About this task =
The required output is the complete listing, copied word for word.

Excerpted records =

::::

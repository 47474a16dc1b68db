//! Platform API surface for Crucible generated code.
//!
//! Everything a generated source unit is allowed to touch lives in this
//! crate: the domain object and session handles, the per-invocation
//! contexts, the callback contracts, and the user-facing error model.
//! The engine (`crucible-core`) compiles generated units against this
//! crate and links them back through the `FunctionInstance` handle and
//! the constructor symbol emitted by [`export_function!`].
//!
//! # Stability
//!
//! This is the compile-time contract of every user function stored in the
//! platform. Changing a trait signature here invalidates all stored
//! function bodies, so additions are fine, changes are not.
//!
//! # Example
//!
//! A generated entity-function unit looks like this:
//!
//! ```rust,ignore
//! use crucible_api::prelude::*;
//!
//! #[derive(Default)]
//! pub struct Hook42;
//!
//! impl CallbackFunction for Hook42 {
//!     fn call(&mut self, object: &mut DomainObject, context: &mut FunctionContext) -> FunctionResult<()> {
//!         // user-authored body
//!         object.set_value("checked", Value::Bool(true));
//!         Ok(())
//!     }
//! }
//!
//! crucible_api::export_function!(Hook42, Callback, crucible_unit_entity_Hook42);
//! ```

mod context;
mod error;
mod instance;
mod job;
mod object;

pub use context::{FunctionContext, RestContext, RestMethod, StatusTransition};
pub use error::{ApplicationError, FunctionError, FunctionResult};
pub use instance::{
    CallbackFunction, ConstructorFn, ContractKind, FunctionInstance, JobFunction, RestFunction,
    TransformerFunction,
};
pub use job::{JobContext, JobLogEntry, JobParameter, LogLevel, DEFAULT_LOG_LIMIT};
pub use object::{DomainObject, Session};

pub mod prelude {
    //! Common imports for generated source units.
    //!
    //! ```rust,ignore
    //! use crucible_api::prelude::*;
    //! ```

    pub use crate::context::{FunctionContext, RestContext, RestMethod, StatusTransition};
    pub use crate::error::{ApplicationError, FunctionError, FunctionResult};
    pub use crate::instance::{
        CallbackFunction, JobFunction, RestFunction, TransformerFunction,
    };
    pub use crate::job::{JobContext, LogLevel};
    pub use crate::object::{DomainObject, Session};

    // User bodies work with plain JSON values for metadata-typed fields.
    pub use serde_json::{json, Value};
}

::::

Completed exercise =
repository 47474a16dc1b68db
//! Platform API surface for Crucible generated code.
//!
//! Everything a generated source unit is allowed to touch lives in this
//! crate: the domain object and session handles, the per-invocation
//! contexts, the callback contracts, and the user-facing error model.
//! The engine (`crucible-core`) compiles generated units against this
//! crate and links them back through the `FunctionInstance` handle and
//! the constructor symbol emitted by [`export_function!`].
//!
//! # Stability
//!
//! This is the compile-time contract of every user function stored in the
//! platform. Changing a trait signature here invalidates all stored
//! function bodies, so additions are fine, changes are not.
//!
//! # Example
//!
//! A generated entity-function unit looks like this:
//!
//! ```rust,ignore
//! use crucible_api::prelude::*;
//!
//! #[derive(Default)]
//! pub struct Hook42;
//!
//! impl CallbackFunction for Hook42 {
//!     fn call(&mut self, object: &mut DomainObject, context: &mut FunctionContext) -> FunctionResult<()> {
//!         // user-authored body
//!         object.set_value("checked", Value::Bool(true));
//!         Ok(())
//!     }
//! }
//!
//! crucible_api::export_function!(Hook42, Callback, crucible_unit_entity_Hook42);
//! ```

mod context;
mod error;
mod instance;
mod job;
mod object;

pub use context::{FunctionContext, RestContext, RestMethod, StatusTransition};
pub use error::{ApplicationError, FunctionError, FunctionResult};
pub use instance::{
    CallbackFunction, ConstructorFn, ContractKind, FunctionInstance, JobFunction, RestFunction,
    TransformerFunction,
};
pub use job::{JobContext, JobLogEntry, JobParameter, LogLevel, DEFAULT_LOG_LIMIT};
pub use object::{DomainObject, Session};

pub mod prelude {
    //! Common imports for generated source units.
    //!
    //! ```rust,ignore
    //! use crucible_api::prelude::*;
    //! ```

    pub use crate::context::{FunctionContext, RestContext, RestMethod, StatusTransition};
    pub use crate::error::{ApplicationError, FunctionError, FunctionResult};
    pub use crate::instance::{
        CallbackFunction, JobFunction, RestFunction, TransformerFunction,
    };
    pub use crate::job::{JobContext, LogLevel};
    pub use crate::object::{DomainObject, Session};

    // User bodies work with plain JSON values for metadata-typed fields.
    pub use serde_json::{json, Value};
}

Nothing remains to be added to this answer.